The conference's statement says the Big Ten has "adopted significant medical protocols including daily antigen testing, enhanced cardiac screening and an enhanced data-driven approach when making decisions about practice/competition."

"Everyone associated with the Big Ten should be very proud of the groundbreaking steps that are now being taken to better protect the health and safety of the student-athletes and surrounding communities," said Dr. Jim Borchers the head team physician at Ohio State and co-chair of the Return to Competition Task Force medical subcommittee. "The data we are going to collect from testing and the cardiac registry will provide major contributions for all 14 Big Ten institutions as they study COVID-19 and attempt to mitigate the spread of the disease among wider communities."

The league said it will provide updates on winter sports and other fall sports "shortly."

This being the Big Ten, though, the rollout was incredibly clumsy.

Nebraska President Ted Carter was caught on a hot mic before a Tuesday morning news conference, saying: "We're getting ready to announce the Huskers and Big Ten football tonight."

That came after Minnesota football provided this tease on Twitter: "When was the last time #Gophers started a football season in October? #TriviaTuesday."

"Was it 1932, 1933, 1934 or 1935?"

The right answer: We only care about 2020.

A tweet from Penn State defensive end Shaka Toney reflected the angst that players have felt since the summer as they dealt with all the uncertainties regarding school and football: "Everyone only thinking about football. The rumors y'all keep putting out is destroying our mental health. Just let them announce it please. If you care about players in the B10 just wait for the answer."

The Milwaukee Journal Sentinel broke the news of the approval of an eight-game schedule.

Nearly 24 hours later, the Big Ten put out a release in advance of its Wednesday video news conference.

Many expected a vote to come Sunday after presidents and chancellors heard plans regarding new COVID-19 testing kits that would eliminate the need for contact tracing. If teams can test players each morning and receive rapid results, those who test positive can be isolated and quarantined.

Presidents and chancellors also received updates on myocarditis that alleviated some – or enough – of their concerns.

Of course many were swayed — and possibly horrified — by the sight of games such as Duke-Notre Dame and Louisiana-Iowa State. If it was safe to play in South Bend, Ind., why not West Lafayette, Ind.? If football was allowed in Ames, Iowa, why not Iowa City?

Similarly, Ohio State players and fans wondered why the Buckeyes could not play — while Pop Warner, high school, the University of Cincinnati, the Browns and the Bengals could.

Big Ten Commissioner Kevin Warren might have believed he was setting the national tone when he announced Aug. 11 that the conference was postponing football.

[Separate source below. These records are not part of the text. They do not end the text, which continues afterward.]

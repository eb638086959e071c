// benches/linker.rs
use criterion::{Criterion, black_box, criterion_group, criterion_main};

use medlink::registry::PhysicianRecord;
use medlink::tasks::link::autolink_page;
use medlink::variants;

fn sample_registry() -> Vec<PhysicianRecord> {
    let json = r#"{"physicians":[
        {"slug":"mario-rossi","name":"Mario Rossi","full_name":"Dott. Mario Rossi","family_name":"Rossi","job_title":"Cardiologo"},
        {"slug":"sara-uras","name":"Sara Uras","full_name":"Dott.ssa Sara Uras","family_name":"Uras","title":"Dott.ssa","job_title":"Ginecologa"},
        {"slug":"luca-bianchi","name":"Luca Bianchi","full_name":"Dott. Luca Bianchi","family_name":"Bianchi","job_title":"Ortopedico"}
    ]}"#;
    #[derive(serde::Deserialize)]
    struct F {
        physicians: Vec<PhysicianRecord>,
    }
    serde_json::from_str::<F>(json).unwrap().physicians
}

fn sample_page() -> String {
    let mut page = String::from(
        "<!DOCTYPE html><html><head><title>Dott. Mario Rossi</title>\
         <script type=\"application/ld+json\">{\"founder\":\"Dott. Mario Rossi\"}</script></head><body>",
    );
    for i in 0..200 {
        page.push_str(&format!(
            "<p>Paragrafo {i} con testo di riempimento per la pagina della clinica.</p>"
        ));
    }
    page.push_str("<p>Il Dott. Mario Rossi e la Dott.ssa Sara Uras ricevono su appuntamento.</p>");
    page.push_str("</body></html>");
    page
}

fn bench_linker(c: &mut Criterion) {
    let regs = sample_registry();
    let vars = variants::build(&regs);
    let page = sample_page();

    c.bench_function("autolink_page", |b| {
        b.iter(|| {
            let out = autolink_page(
                black_box(&page),
                "pages/cardiologia.html",
                1,
                black_box(&regs),
                black_box(&vars),
            );
            black_box(out.links_added)
        })
    });

    c.bench_function("build_variants", |b| {
        b.iter(|| black_box(variants::build(black_box(&regs))).len())
    });
}

criterion_group!(benches, bench_linker);
criterion_main!(benches);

But his arguments during an interview with the Big Ten Network's Dave Revsine were unconvincing, and only the Pac-12 accompanied him among the Power Five.

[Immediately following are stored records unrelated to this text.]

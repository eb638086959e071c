// src/core/mod.rs
// Pure text/HTML helpers with no I/O. Everything here is deterministic
// and testable without touching the filesystem.

pub mod text;
pub mod tokenizer;
// src/tasks/sitemap.rs
// Regenerate sitemap.xml from the scanned page set. Priority and change
// frequency follow the site's editorial rules: service pages outrank
// profile pages, the shop trails everything.

use chrono::Local;

use crate::core::text::escape_xml;

/// (exact relative path, priority) — checked before the prefix rules.
const PRIORITY_EXACT: [(&str, f32); 13] = [
    ("index.html", 1.0),
    ("laboratorio/index.html", 0.9),
    ("laboratorio/stat.html", 0.9),
    ("listino-completo.html", 0.9),
    ("pages/ginecologia.html", 0.9),
    ("pages/cardiologia.html", 0.9),
    ("pages/endocrinologia.html", 0.9),
    ("pages/slim-care.html", 0.9),
    ("pages/slim-care-donna.html", 0.9),
    ("pages/pma-fertilita.html", 0.9),
    ("pages/specialita.html", 0.8),
    ("pages/contatti.html", 0.8),
    ("pages/chi-siamo.html", 0.7),
];

/// (path prefix, priority) — first match wins, most specific first.
const PRIORITY_PREFIX: [(&str, f32); 8] = [
    ("pages/visita-", 0.8),
    ("pages/ecografia-", 0.8),
    ("pages/holter-", 0.8),
    ("pages/", 0.7),
    ("laboratorio/", 0.8),
    ("equipe/", 0.6),
    ("prestazioni/", 0.6),
    ("shop/", 0.5),
];

/// (path fragment, changefreq) — first match wins.
const CHANGEFREQ_RULES: [(&str, &str); 7] = [
    ("index.html", "weekly"),
    ("laboratorio/", "weekly"),
    ("listino-completo.html", "weekly"),
    ("pages/visita-", "monthly"),
    ("pages/ecografia-", "monthly"),
    ("pages/holter-", "monthly"),
    ("equipe/", "monthly"),
];

pub fn priority(rel_path: &str) -> f32 {
    for (p, v) in PRIORITY_EXACT {
        if rel_path == p {
            return v;
        }
    }
    for (p, v) in PRIORITY_PREFIX {
        if rel_path.starts_with(p) {
            return v;
        }
    }
    0.5
}

pub fn changefreq(rel_path: &str) -> &'static str {
    for (pat, freq) in CHANGEFREQ_RULES {
        if rel_path.contains(pat) {
            return freq;
        }
    }
    "monthly"
}

/// Render the full sitemap for the given relative page paths (URL form,
/// already sorted homepage-first by the scanner).
pub fn render(base_url: &str, rel_paths: &[String]) -> String {
    let base = base_url.trim_end_matches('/');
    let today = Local::now().format("%Y-%m-%d");

    let mut xml = s!(r#"<?xml version="1.0" encoding="UTF-8"?>"#);
    xml.push('\n');
    xml.push_str(r#"<urlset xmlns="http://www.sitemaps.org/schemas/sitemap/0.9">"#);
    xml.push('\n');

    for rel in rel_paths {
        let loc = if rel == "index.html" {
            format!("{base}/")
        } else {
            format!("{base}/{rel}")
        };
        xml.push_str("  <url>\n");
        xml.push_str(&format!("    <loc>{}</loc>\n", escape_xml(&loc)));
        xml.push_str(&format!("    <lastmod>{today}</lastmod>\n"));
        xml.push_str(&format!("    <changefreq>{}</changefreq>\n", changefreq(rel)));
        xml.push_str(&format!("    <priority>{:.1}</priority>\n", priority(rel)));
        xml.push_str("  </url>\n");
    }

    xml.push_str("</urlset>\n");
    xml
}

The ACC and SEC played on, though more than a dozen games have been canceled or postponed due to the COVID-19 pandemic.

Now Big Ten teams get to do the same.

But they'll do it with many of the league's top players — unless those stars have not signed with an agent and wish to stay eligible.

The most prominent announced opt-outs: Minnesota receiver Rashod Bateman, Penn State linebacker Micah Parsons, Purdue receiver/returner Rondale Moore, Northwestern offensive tackle Rashawn Slater, Illinois running back Ra'Von Bonner, Maryland quarterback Josh Jackson, Michigan State defensive end Jacub Panasiuk, Michigan tackle Jalen Mayfield and Ohio State cornerback Shaun Wade, whose father, Randy, organized a "peaceful show of force" outside Big Ten headquarters Aug. 18.

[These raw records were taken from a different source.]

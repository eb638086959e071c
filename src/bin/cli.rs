// src/bin/cli.rs
use color_eyre::eyre::eyre;

fn main() -> color_eyre::Result<()> {
    color_eyre::install()?;
    medlink::cli::run().map_err(|e| eyre!(e.to_string()))
}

Another issue is that some campuses are closed because of COVID spikes. Wisconsin last week announced a two-week shutdown of football workouts, and Michigan State has asked its students to self-quarantine. Maryland athletes are working out again after a pause since Sept. 3.

The games will be played on campus, according to Yahoo Sports, and only family members will be allowed to attend games at the outset.